- _Data to examine_
____________

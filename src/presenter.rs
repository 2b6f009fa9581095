//! Read-only projections for display surfaces
//!
//! Nothing here mutates a session or the store; a dashboard or records list
//! builds its view from these values.
use base64::Engine;
use serde::Serialize;
use tokio::sync::watch;
use uuid::Uuid;

use crate::capture::{CaptureInput, CaptureSession, CaptureState};
use crate::records::{DiagnosticResult, Modality, Urgency};

/// Confidence at or above this counts as high confidence
pub const HIGH_CONFIDENCE: f64 = 80.0;
const MODERATE_CONFIDENCE: f64 = 60.0;

/// Follows one session's result
pub struct ResultPresenter {
    results: watch::Receiver<Option<DiagnosticResult>>,
    states: watch::Receiver<CaptureState>,
}

impl ResultPresenter {
    pub fn for_session(session: &CaptureSession) -> Self {
        Self {
            results: session.subscribe_result(),
            states: session.watch_state(),
        }
    }

    /// `None` while the analysis is pending
    pub fn latest(&self) -> Option<DiagnosticResult> {
        self.results.borrow().clone()
    }

    /// Wait until the session publishes a result
    ///
    /// Returns `None` if the session fails or is dropped first. A retryable
    /// analysis failure keeps waiting, since the caller may analyze again.
    pub async fn wait_for_result(&mut self) -> Option<DiagnosticResult> {
        loop {
            if let Some(result) = self.results.borrow_and_update().clone() {
                return Some(result);
            }
            if matches!(*self.states.borrow_and_update(), CaptureState::Failed(_)) {
                return None;
            }

            tokio::select! {
                changed = self.results.changed() => {
                    if changed.is_err() {
                        return self.results.borrow().clone();
                    }
                }
                changed = self.states.changed() => {
                    if changed.is_err() {
                        return self.results.borrow().clone();
                    }
                }
            }
        }
    }
}

#[derive(Debug, Clone, Copy, Default, PartialEq, Eq, Serialize)]
pub struct ModalityCounts {
    pub image: usize,
    pub voice: usize,
}

/// Dashboard tallies over a set of records
#[derive(Debug, Clone, Copy, Default, PartialEq, Eq, Serialize)]
#[serde(rename_all = "camelCase")]
pub struct SummaryCounts {
    pub total: usize,
    pub by_modality: ModalityCounts,
    pub high_confidence_count: usize,
}

pub fn summary_counts(records: &[DiagnosticResult]) -> SummaryCounts {
    records.iter().fold(SummaryCounts::default(), |mut counts, record| {
        counts.total += 1;
        match record.modality() {
            Modality::Image => counts.by_modality.image += 1,
            Modality::Voice => counts.by_modality.voice += 1,
        }
        if record.confidence().value() >= HIGH_CONFIDENCE {
            counts.high_confidence_count += 1;
        }
        counts
    })
}

#[derive(Debug, Clone, Copy, PartialEq, Eq, Serialize)]
#[serde(rename_all = "lowercase")]
pub enum ConfidenceBand {
    High,
    Moderate,
    Low,
}

impl ConfidenceBand {
    pub fn of(confidence: f64) -> Self {
        if confidence >= HIGH_CONFIDENCE {
            ConfidenceBand::High
        } else if confidence >= MODERATE_CONFIDENCE {
            ConfidenceBand::Moderate
        } else {
            ConfidenceBand::Low
        }
    }
}

pub fn urgency_label(urgency: Urgency) -> &'static str {
    match urgency {
        Urgency::Low => "Low Priority",
        Urgency::Medium => "Medium Priority",
        Urgency::High => "High Priority",
        Urgency::Unknown => "Unknown Priority",
    }
}

pub fn modality_description(modality: Modality) -> &'static str {
    match modality {
        Modality::Image => "medical image",
        Modality::Voice => "voice symptoms",
    }
}

/// One row of the records list
#[derive(Debug, Clone, PartialEq, Serialize)]
#[serde(rename_all = "camelCase")]
pub struct RecordCard {
    pub id: Uuid,
    pub diagnosis: String,
    pub modality: Modality,
    pub description: &'static str,
    pub confidence: f64,
    pub band: ConfidenceBand,
    pub urgency: &'static str,
    /// `YYYY-MM-DD`, UTC
    pub date: String,
    /// At most two
    pub recommendations: Vec<String>,
}

impl From<&DiagnosticResult> for RecordCard {
    fn from(record: &DiagnosticResult) -> Self {
        Self {
            id: record.id(),
            diagnosis: record.diagnosis().to_string(),
            modality: record.modality(),
            description: modality_description(record.modality()),
            confidence: record.confidence().value(),
            band: ConfidenceBand::of(record.confidence().value()),
            urgency: urgency_label(record.urgency()),
            date: record.created_at().format("%Y-%m-%d").to_string(),
            recommendations: record.recommendations().iter().take(2).cloned().collect(),
        }
    }
}

/// `data:` URL for showing a captured image; `None` for audio
pub fn image_preview_data_url(input: &CaptureInput) -> Option<String> {
    match input {
        CaptureInput::Image { bytes, mime_type } => Some(format!(
            "data:{};base64,{}",
            mime_type,
            base64::engine::general_purpose::STANDARD.encode(bytes)
        )),
        CaptureInput::Audio { .. } => None,
    }
}
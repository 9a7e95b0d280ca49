use serde::{Deserialize, Serialize};
use wsync_gate::{ValidatorConfig, DEFAULT_MAX_PAYLOAD_BYTES};

use crate::error::{EngineError, EngineResult};

/// Configuration for the sync engine.
///
/// Every field has a default, so a TOML file only needs the keys it
/// overrides:
///
/// ```toml
/// max_payload_bytes = 65536
/// default_limit = 100
/// ```
#[derive(Clone, Debug, PartialEq, Eq, Serialize, Deserialize)]
#[serde(default)]
pub struct EngineConfig {
    /// Maximum payload size in bytes. `0` disables the size check.
    pub max_payload_bytes: usize,
    /// Result limit applied when a query does not set one.
    pub default_limit: usize,
    /// Cap each filter's key set at the query limit before intersecting.
    ///
    /// Off by default: filters are unbounded and the limit applies to the
    /// intersected, sorted result. Turning this on reproduces the legacy
    /// behavior where a filter can silently drop matches before intersection.
    pub cap_filters_before_intersection: bool,
    /// How many times a collection delete is attempted on transient
    /// store failures.
    pub delete_attempts: u32,
}

impl Default for EngineConfig {
    fn default() -> Self {
        Self {
            max_payload_bytes: DEFAULT_MAX_PAYLOAD_BYTES,
            default_limit: 1000,
            cap_filters_before_intersection: false,
            delete_attempts: 3,
        }
    }
}

impl EngineConfig {
    /// Parse a configuration from TOML text and validate it.
    pub fn from_toml_str(text: &str) -> EngineResult<Self> {
        let config: Self = toml::from_str(text).map_err(|e| EngineError::Config(e.to_string()))?;
        config.validate()?;
        Ok(config)
    }

    /// Serialize to TOML text.
    pub fn to_toml_string(&self) -> EngineResult<String> {
        toml::to_string(self).map_err(|e| EngineError::Config(e.to_string()))
    }

    /// Check that the configuration is usable.
    pub fn validate(&self) -> EngineResult<()> {
        if self.default_limit == 0 {
            return Err(EngineError::Config("default_limit must be at least 1".into()));
        }
        if self.delete_attempts == 0 {
            return Err(EngineError::Config("delete_attempts must be at least 1".into()));
        }
        Ok(())
    }

    /// The subset of settings the record validator needs.
    pub fn validator_config(&self) -> ValidatorConfig {
        ValidatorConfig {
            max_payload_bytes: self.max_payload_bytes,
        }
    }
}
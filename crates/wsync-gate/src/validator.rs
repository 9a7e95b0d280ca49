use tracing::debug;
use wsync_store::RecordStore;

use crate::config::ValidatorConfig;
use crate::error::{GateError, ValidationError};
use crate::rule::{RecordCandidate, ValidationRule};
use crate::rules::{
    CollectionRule, IdRule, ModifiedRule, PayloadRule, ReferenceRule, SortIndexRule,
};

/// The record validator: a pipeline of independent rules that every
/// candidate passes through before it may be written.
///
/// Unlike a fail-fast gate, the pipeline runs every rule and accumulates
/// every violation, in rule order. An empty result means the candidate is
/// acceptable.
pub struct RecordValidator {
    rules: Vec<Box<dyn ValidationRule>>,
    config: ValidatorConfig,
}

impl RecordValidator {
    /// Create a validator with the given configuration and no rules.
    ///
    /// Use [`Self::add_rule`] to add rules, or [`Self::with_default_rules`]
    /// for the standard pipeline.
    pub fn new(config: ValidatorConfig) -> Self {
        Self {
            rules: Vec::new(),
            config,
        }
    }

    /// Create a validator with the default rule pipeline:
    /// id -> collection -> parentid -> predecessorid -> modified ->
    /// sortindex -> payload
    pub fn with_default_rules(config: ValidatorConfig) -> Self {
        let max_payload = config.max_payload_bytes;
        let mut validator = Self::new(config);
        validator.add_rule(Box::new(IdRule));
        validator.add_rule(Box::new(CollectionRule));
        validator.add_rule(Box::new(ReferenceRule::parentid()));
        validator.add_rule(Box::new(ReferenceRule::predecessorid()));
        validator.add_rule(Box::new(ModifiedRule));
        validator.add_rule(Box::new(SortIndexRule));
        validator.add_rule(Box::new(PayloadRule::new(max_payload)));
        validator
    }

    /// Append a rule to the end of the pipeline.
    pub fn add_rule(&mut self, rule: Box<dyn ValidationRule>) {
        self.rules.push(rule);
    }

    /// The current configuration.
    pub fn config(&self) -> &ValidatorConfig {
        &self.config
    }

    /// Number of rules in the pipeline.
    pub fn rule_count(&self) -> usize {
        self.rules.len()
    }

    /// Run every rule against `candidate`.
    ///
    /// Rule violations are returned, never raised. `Err` is reserved for
    /// failures of the validation itself, such as a store outage during a
    /// referential lookup.
    pub fn validate(
        &self,
        candidate: &RecordCandidate,
        store: &dyn RecordStore,
    ) -> Result<Vec<ValidationError>, GateError> {
        let mut errors = Vec::new();
        for rule in &self.rules {
            if let Some(error) = rule.check(candidate, store)? {
                debug!(rule = rule.name(), %error, "validation rule failed");
                errors.push(error);
            }
        }
        Ok(errors)
    }
}

impl Default for RecordValidator {
    fn default() -> Self {
        Self::with_default_rules(ValidatorConfig::default())
    }
}

impl std::fmt::Debug for RecordValidator {
    fn fmt(&self, f: &mut std::fmt::Formatter<'_>) -> std::fmt::Result {
        let names: Vec<&str> = self.rules.iter().map(|r| r.name()).collect();
        f.debug_struct("RecordValidator")
            .field("rules", &names)
            .field("config", &self.config)
            .finish()
    }
}
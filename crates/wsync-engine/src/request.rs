use std::collections::BTreeMap;

use serde::{Deserialize, Serialize};
use serde_json::{Map, Value};
use wsync_gate::ValidationError;
use wsync_store::Record;
use wsync_types::{AccountId, CollectionId, Timestamp};

use crate::error::{EngineError, EngineResult};

/// How a write names its account.
#[derive(Clone, Debug, PartialEq, Eq, Serialize, Deserialize)]
pub enum AccountRef {
    Id(AccountId),
    UserName(String),
}

impl From<AccountId> for AccountRef {
    fn from(id: AccountId) -> Self {
        Self::Id(id)
    }
}

impl From<&str> for AccountRef {
    fn from(user_name: &str) -> Self {
        Self::UserName(user_name.to_string())
    }
}

/// The collection a write goes to.
#[derive(Clone, Debug, PartialEq, Eq, Serialize, Deserialize)]
pub enum CollectionTarget {
    /// An existing collection, by id.
    Collection(CollectionId),
    /// A collection by owner and name; created on first use.
    Named { account: AccountRef, name: String },
}

/// A single record write.
///
/// Only the recognized mutable fields are carried; anything else a client
/// sends is dropped when the request is built. `sortindex` stays a raw JSON
/// value so that wrong-typed input reaches the validator and is reported as
/// a validation error rather than a parse failure.
#[derive(Clone, Debug, Default, PartialEq)]
pub struct WriteRequest {
    pub target: Option<CollectionTarget>,
    pub id: Option<String>,
    pub sortindex: Option<Value>,
    pub parentid: Option<String>,
    pub predecessorid: Option<String>,
    pub payload: Option<String>,
}

impl WriteRequest {
    /// A write to the collection `name` of `account`.
    pub fn named(
        account: impl Into<AccountRef>,
        name: impl Into<String>,
        id: impl Into<String>,
    ) -> Self {
        Self {
            target: Some(CollectionTarget::Named {
                account: account.into(),
                name: name.into(),
            }),
            id: Some(id.into()),
            ..Default::default()
        }
    }

    /// A write to an existing collection.
    pub fn in_collection(collection: CollectionId, id: impl Into<String>) -> Self {
        Self {
            target: Some(CollectionTarget::Collection(collection)),
            id: Some(id.into()),
            ..Default::default()
        }
    }

    pub fn with_sortindex(mut self, sortindex: impl Into<Value>) -> Self {
        self.sortindex = Some(sortindex.into());
        self
    }

    pub fn with_parentid(mut self, parentid: impl Into<String>) -> Self {
        self.parentid = Some(parentid.into());
        self
    }

    pub fn with_predecessorid(mut self, predecessorid: impl Into<String>) -> Self {
        self.predecessorid = Some(predecessorid.into());
        self
    }

    pub fn with_payload(mut self, payload: impl Into<String>) -> Self {
        self.payload = Some(payload.into());
        self
    }

    /// Build a request from a JSON mapping.
    ///
    /// The target is taken from `collection` (a collection id) or, failing
    /// that, from `user_name` / `account` plus `collection_name`. A
    /// `collection` value that is not a valid id leaves the request without
    /// a target. Unknown keys are ignored. String fields holding non-string
    /// values are rejected as malformed input.
    pub fn from_json(value: &Value) -> EngineResult<Self> {
        let map = value
            .as_object()
            .ok_or_else(|| EngineError::invalid_request("<root>", "expected a JSON object"))?;

        let target = if let Some(collection) = string_field(map, "collection")? {
            collection.parse().ok().map(CollectionTarget::Collection)
        } else {
            let account = match (string_field(map, "account")?, string_field(map, "user_name")?) {
                (Some(id), _) => Some(AccountRef::Id(id.parse().map_err(|e| {
                    EngineError::invalid_request("account", format!("{e}"))
                })?)),
                (None, Some(user_name)) => Some(AccountRef::UserName(user_name)),
                (None, None) => None,
            };
            match (account, string_field(map, "collection_name")?) {
                (Some(account), Some(name)) => Some(CollectionTarget::Named { account, name }),
                _ => None,
            }
        };

        Ok(Self {
            target,
            id: string_field(map, "id")?,
            sortindex: map.get("sortindex").filter(|v| !v.is_null()).cloned(),
            parentid: string_field(map, "parentid")?,
            predecessorid: string_field(map, "predecessorid")?,
            payload: string_field(map, "payload")?,
        })
    }
}

fn string_field(map: &Map<String, Value>, key: &str) -> EngineResult<Option<String>> {
    match map.get(key) {
        None | Some(Value::Null) => Ok(None),
        Some(Value::String(s)) => Ok(Some(s.clone())),
        Some(other) => Err(EngineError::invalid_request(
            key,
            format!("expected a string, got {other}"),
        )),
    }
}

/// Result of a single write: the stored record, or the reasons it was
/// rejected. Exactly one of the two is non-empty.
#[derive(Clone, Debug, PartialEq)]
pub struct WriteOutcome {
    pub record: Option<Record>,
    pub errors: Vec<ValidationError>,
}

impl WriteOutcome {
    pub fn accepted(record: Record) -> Self {
        Self {
            record: Some(record),
            errors: Vec::new(),
        }
    }

    pub fn rejected(errors: Vec<ValidationError>) -> Self {
        Self {
            record: None,
            errors,
        }
    }

    pub fn is_accepted(&self) -> bool {
        self.errors.is_empty() && self.record.is_some()
    }

    /// The rejection reasons as client-facing strings.
    pub fn reasons(&self) -> Vec<String> {
        self.errors.iter().map(ToString::to_string).collect()
    }
}

/// Result of a batch of writes: which ids were stored and why the others
/// were not.
#[derive(Clone, Debug, Default, PartialEq, Serialize)]
pub struct BatchOutcome {
    /// Latest `modified` among accepted writes.
    pub modified: Option<Timestamp>,
    pub success: Vec<String>,
    pub failed: BTreeMap<String, Vec<ValidationError>>,
}

impl BatchOutcome {
    pub(crate) fn record(&mut self, id: Option<&str>, outcome: WriteOutcome) {
        match outcome.record {
            Some(record) => {
                self.modified = Some(self.modified.map_or(record.modified, |m| m.max(record.modified)));
                self.success.push(record.id);
            }
            None => {
                self.failed
                    .entry(id.unwrap_or_default().to_string())
                    .or_default()
                    .extend(outcome.errors);
            }
        }
    }
}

____________

- _Exercise goal_
Up to and including the line with "pub struct ResultPresenter", write out the records above exactly, starting from their first line.

- _Response for this exercise_
filename src/presenter.rs
repository 2b6f009fa9581095
//! Read-only projections for display surfaces
//!
//! Nothing here mutates a session or the store; a dashboard or records list
//! builds its view from these values.
use base64::Engine;
use serde::Serialize;
use tokio::sync::watch;
use uuid::Uuid;

use crate::capture::{CaptureInput, CaptureSession, CaptureState};
use crate::records::{DiagnosticResult, Modality, Urgency};

/// Confidence at or above this counts as high confidence
pub const HIGH_CONFIDENCE: f64 = 80.0;
const MODERATE_CONFIDENCE: f64 = 60.0;

/// Follows one session's result
pub struct ResultPresenter {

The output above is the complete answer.